YOUR TASK: For this exercise, reproduce the entries below exactly, but only from the line containing "serial: (token &" through the line containing "Pool, prev: Option<Box<Generation>>)", both included.
-------
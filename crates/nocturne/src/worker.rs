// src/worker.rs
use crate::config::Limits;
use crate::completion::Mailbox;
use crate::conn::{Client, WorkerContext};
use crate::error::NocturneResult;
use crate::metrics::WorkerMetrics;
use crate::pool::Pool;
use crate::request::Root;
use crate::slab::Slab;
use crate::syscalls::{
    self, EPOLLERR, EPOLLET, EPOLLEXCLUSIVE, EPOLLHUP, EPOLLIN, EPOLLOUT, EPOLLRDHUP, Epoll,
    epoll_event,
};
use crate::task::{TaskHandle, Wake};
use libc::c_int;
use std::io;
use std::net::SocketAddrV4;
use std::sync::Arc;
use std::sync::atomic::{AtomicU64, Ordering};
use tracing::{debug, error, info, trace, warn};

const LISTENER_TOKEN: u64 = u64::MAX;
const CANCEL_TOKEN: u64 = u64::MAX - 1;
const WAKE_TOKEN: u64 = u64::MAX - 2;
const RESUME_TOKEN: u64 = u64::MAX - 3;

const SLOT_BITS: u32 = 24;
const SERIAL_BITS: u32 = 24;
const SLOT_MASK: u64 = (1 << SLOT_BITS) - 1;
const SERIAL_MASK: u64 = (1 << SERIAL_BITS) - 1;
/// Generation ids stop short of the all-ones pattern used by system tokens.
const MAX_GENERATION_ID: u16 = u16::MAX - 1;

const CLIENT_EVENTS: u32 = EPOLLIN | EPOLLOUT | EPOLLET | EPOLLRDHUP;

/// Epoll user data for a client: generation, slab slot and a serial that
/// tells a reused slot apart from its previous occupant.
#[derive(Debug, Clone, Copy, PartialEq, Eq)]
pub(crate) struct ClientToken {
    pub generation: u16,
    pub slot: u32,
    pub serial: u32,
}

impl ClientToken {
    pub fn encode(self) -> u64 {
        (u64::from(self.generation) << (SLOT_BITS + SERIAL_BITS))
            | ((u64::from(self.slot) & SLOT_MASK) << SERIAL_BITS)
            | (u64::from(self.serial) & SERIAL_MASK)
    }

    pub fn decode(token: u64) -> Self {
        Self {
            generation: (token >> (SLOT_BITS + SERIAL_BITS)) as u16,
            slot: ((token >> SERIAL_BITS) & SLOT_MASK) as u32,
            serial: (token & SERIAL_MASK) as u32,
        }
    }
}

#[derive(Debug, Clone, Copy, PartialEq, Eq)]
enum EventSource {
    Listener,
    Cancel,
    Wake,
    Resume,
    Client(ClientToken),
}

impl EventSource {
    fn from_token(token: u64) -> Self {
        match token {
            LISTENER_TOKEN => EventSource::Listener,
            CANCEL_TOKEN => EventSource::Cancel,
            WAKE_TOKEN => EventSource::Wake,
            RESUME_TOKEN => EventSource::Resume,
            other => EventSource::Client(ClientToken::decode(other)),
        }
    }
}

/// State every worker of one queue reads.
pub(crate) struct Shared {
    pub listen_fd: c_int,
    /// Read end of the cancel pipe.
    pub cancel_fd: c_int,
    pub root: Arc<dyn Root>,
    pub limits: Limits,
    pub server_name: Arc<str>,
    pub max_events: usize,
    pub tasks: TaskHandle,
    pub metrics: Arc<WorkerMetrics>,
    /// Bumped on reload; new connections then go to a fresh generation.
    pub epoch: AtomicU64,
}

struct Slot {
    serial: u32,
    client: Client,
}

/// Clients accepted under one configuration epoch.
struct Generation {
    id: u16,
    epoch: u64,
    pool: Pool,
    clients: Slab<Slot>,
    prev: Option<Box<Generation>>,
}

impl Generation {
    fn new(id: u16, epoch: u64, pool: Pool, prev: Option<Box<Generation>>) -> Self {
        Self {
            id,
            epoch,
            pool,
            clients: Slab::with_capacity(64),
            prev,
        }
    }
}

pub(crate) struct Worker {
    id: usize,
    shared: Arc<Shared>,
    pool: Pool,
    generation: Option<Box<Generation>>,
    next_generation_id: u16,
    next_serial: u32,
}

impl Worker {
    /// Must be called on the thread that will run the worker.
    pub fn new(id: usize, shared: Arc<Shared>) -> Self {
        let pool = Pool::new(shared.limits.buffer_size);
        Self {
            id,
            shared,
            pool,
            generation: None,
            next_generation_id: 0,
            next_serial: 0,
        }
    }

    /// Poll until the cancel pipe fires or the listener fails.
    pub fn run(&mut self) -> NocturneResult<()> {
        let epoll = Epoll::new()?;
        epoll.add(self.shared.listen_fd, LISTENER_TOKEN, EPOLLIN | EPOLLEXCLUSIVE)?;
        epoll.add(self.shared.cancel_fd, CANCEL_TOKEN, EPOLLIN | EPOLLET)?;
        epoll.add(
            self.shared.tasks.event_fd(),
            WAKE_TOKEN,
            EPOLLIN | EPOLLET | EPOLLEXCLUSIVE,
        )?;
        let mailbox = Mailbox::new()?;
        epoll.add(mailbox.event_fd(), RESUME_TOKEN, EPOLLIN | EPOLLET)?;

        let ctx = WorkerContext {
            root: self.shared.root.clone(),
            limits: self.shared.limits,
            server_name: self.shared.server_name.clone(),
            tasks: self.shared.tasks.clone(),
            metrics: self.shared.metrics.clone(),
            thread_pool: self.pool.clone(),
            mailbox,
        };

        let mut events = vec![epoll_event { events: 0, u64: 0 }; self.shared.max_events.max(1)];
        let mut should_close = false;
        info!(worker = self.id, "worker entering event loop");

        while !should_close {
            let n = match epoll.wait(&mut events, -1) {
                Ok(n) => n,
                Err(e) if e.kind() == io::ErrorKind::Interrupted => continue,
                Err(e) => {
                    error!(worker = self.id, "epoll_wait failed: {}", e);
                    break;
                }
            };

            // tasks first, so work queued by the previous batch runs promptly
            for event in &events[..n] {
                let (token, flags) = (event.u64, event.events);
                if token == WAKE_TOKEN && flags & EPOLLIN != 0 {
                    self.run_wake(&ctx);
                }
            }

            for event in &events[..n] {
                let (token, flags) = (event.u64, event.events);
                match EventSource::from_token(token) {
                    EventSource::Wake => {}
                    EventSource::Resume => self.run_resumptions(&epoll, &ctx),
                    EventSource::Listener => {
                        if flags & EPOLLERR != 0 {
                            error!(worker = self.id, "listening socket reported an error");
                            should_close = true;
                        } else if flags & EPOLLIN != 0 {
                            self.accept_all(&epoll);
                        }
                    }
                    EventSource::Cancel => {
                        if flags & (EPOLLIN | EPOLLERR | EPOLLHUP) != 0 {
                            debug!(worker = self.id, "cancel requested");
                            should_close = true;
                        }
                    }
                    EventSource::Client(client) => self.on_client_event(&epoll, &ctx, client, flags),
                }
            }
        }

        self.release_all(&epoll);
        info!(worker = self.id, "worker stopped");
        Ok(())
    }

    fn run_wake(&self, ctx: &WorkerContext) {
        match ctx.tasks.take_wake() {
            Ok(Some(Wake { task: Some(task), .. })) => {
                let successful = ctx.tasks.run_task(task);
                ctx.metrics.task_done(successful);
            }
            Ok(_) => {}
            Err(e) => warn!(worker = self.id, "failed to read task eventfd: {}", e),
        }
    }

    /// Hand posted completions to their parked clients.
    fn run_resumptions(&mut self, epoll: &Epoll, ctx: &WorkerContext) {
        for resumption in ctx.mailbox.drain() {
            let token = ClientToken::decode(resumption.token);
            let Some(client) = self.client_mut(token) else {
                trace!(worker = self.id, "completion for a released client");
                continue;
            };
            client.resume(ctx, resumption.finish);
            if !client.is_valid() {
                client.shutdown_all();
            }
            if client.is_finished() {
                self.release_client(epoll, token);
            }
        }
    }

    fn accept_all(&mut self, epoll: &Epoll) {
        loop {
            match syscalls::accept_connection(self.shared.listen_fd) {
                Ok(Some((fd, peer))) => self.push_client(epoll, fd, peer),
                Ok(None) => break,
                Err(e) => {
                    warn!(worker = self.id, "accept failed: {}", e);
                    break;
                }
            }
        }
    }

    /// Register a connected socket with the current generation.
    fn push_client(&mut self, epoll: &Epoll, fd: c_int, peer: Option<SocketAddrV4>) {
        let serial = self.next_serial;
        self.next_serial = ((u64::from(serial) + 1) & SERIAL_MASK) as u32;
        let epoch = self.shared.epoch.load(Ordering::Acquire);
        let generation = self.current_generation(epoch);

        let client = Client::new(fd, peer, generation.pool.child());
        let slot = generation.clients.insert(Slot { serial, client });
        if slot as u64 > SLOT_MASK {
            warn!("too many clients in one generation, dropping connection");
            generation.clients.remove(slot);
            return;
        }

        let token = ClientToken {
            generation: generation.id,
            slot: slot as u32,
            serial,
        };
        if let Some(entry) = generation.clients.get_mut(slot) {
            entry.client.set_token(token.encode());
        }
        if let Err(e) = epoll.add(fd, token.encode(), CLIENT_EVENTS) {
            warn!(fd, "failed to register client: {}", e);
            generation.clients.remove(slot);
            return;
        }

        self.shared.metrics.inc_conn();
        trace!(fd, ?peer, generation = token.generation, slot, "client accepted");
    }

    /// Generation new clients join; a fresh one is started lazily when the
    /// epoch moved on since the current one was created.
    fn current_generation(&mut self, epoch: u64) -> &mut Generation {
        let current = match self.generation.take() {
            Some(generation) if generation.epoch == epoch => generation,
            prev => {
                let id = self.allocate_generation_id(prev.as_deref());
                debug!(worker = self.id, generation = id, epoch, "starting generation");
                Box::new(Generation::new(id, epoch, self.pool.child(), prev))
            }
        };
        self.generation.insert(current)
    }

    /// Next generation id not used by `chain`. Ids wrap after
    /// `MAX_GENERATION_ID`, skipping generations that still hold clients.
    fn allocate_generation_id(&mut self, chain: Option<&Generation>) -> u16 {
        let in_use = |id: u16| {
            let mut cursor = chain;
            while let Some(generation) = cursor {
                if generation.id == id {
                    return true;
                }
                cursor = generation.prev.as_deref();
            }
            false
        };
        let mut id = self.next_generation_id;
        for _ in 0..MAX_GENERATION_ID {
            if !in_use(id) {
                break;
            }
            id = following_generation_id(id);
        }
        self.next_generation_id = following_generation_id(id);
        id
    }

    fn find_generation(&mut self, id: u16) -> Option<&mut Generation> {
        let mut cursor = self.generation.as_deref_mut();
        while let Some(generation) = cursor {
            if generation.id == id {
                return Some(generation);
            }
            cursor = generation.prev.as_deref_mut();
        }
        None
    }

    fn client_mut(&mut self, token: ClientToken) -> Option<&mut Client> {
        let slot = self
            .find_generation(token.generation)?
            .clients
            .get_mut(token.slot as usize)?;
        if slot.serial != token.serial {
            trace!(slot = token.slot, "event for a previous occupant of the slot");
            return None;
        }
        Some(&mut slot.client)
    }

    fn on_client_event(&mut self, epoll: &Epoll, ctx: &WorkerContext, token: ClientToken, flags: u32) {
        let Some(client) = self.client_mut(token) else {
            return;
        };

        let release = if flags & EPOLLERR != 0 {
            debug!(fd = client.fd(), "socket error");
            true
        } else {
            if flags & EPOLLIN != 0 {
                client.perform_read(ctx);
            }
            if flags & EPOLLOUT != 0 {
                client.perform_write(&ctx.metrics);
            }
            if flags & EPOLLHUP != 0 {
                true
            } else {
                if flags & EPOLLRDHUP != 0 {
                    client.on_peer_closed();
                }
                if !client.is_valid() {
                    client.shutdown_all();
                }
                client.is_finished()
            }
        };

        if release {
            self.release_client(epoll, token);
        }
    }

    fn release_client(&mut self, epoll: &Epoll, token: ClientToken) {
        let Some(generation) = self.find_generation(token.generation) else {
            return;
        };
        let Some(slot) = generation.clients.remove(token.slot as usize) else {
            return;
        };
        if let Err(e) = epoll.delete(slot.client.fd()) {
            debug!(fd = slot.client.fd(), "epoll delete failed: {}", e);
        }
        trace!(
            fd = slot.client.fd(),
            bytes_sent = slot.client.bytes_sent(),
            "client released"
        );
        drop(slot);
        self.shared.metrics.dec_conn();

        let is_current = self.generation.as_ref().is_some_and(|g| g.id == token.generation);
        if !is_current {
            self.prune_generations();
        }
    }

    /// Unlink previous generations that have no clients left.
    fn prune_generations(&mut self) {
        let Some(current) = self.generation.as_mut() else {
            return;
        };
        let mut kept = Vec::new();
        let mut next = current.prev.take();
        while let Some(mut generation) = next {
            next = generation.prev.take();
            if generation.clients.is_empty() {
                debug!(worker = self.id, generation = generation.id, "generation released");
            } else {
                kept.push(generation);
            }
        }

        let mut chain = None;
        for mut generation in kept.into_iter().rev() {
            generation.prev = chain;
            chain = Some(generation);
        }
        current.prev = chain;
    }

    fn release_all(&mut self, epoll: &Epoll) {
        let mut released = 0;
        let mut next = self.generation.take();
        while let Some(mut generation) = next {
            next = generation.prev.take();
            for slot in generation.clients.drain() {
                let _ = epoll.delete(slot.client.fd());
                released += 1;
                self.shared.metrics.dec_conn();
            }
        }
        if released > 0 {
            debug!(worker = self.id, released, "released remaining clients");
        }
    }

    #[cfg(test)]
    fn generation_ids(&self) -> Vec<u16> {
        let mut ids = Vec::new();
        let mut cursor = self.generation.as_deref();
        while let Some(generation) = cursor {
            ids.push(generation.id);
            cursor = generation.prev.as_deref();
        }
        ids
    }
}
-------
EXERCISE SOLUTION:
            serial: (token & SERIAL_MASK) as u32,
        }
    }
}

#[derive(Debug, Clone, Copy, PartialEq, Eq)]
enum EventSource {
    Listener,
    Cancel,
    Wake,
    Resume,
    Client(ClientToken),
}

impl EventSource {
    fn from_token(token: u64) -> Self {
        match token {
            LISTENER_TOKEN => EventSource::Listener,
            CANCEL_TOKEN => EventSource::Cancel,
            WAKE_TOKEN => EventSource::Wake,
            RESUME_TOKEN => EventSource::Resume,
            other => EventSource::Client(ClientToken::decode(other)),
        }
    }
}

/// State every worker of one queue reads.
pub(crate) struct Shared {
    pub listen_fd: c_int,
    /// Read end of the cancel pipe.
    pub cancel_fd: c_int,
    pub root: Arc<dyn Root>,
    pub limits: Limits,
    pub server_name: Arc<str>,
    pub max_events: usize,
    pub tasks: TaskHandle,
    pub metrics: Arc<WorkerMetrics>,
    /// Bumped on reload; new connections then go to a fresh generation.
    pub epoch: AtomicU64,
}

struct Slot {
    serial: u32,
    client: Client,
}

/// Clients accepted under one configuration epoch.
struct Generation {
    id: u16,
    epoch: u64,
    pool: Pool,
    clients: Slab<Slot>,
    prev: Option<Box<Generation>>,
}

impl Generation {
    fn new(id: u16, epoch: u64, pool: Pool, prev: Option<Box<Generation>>) -> Self {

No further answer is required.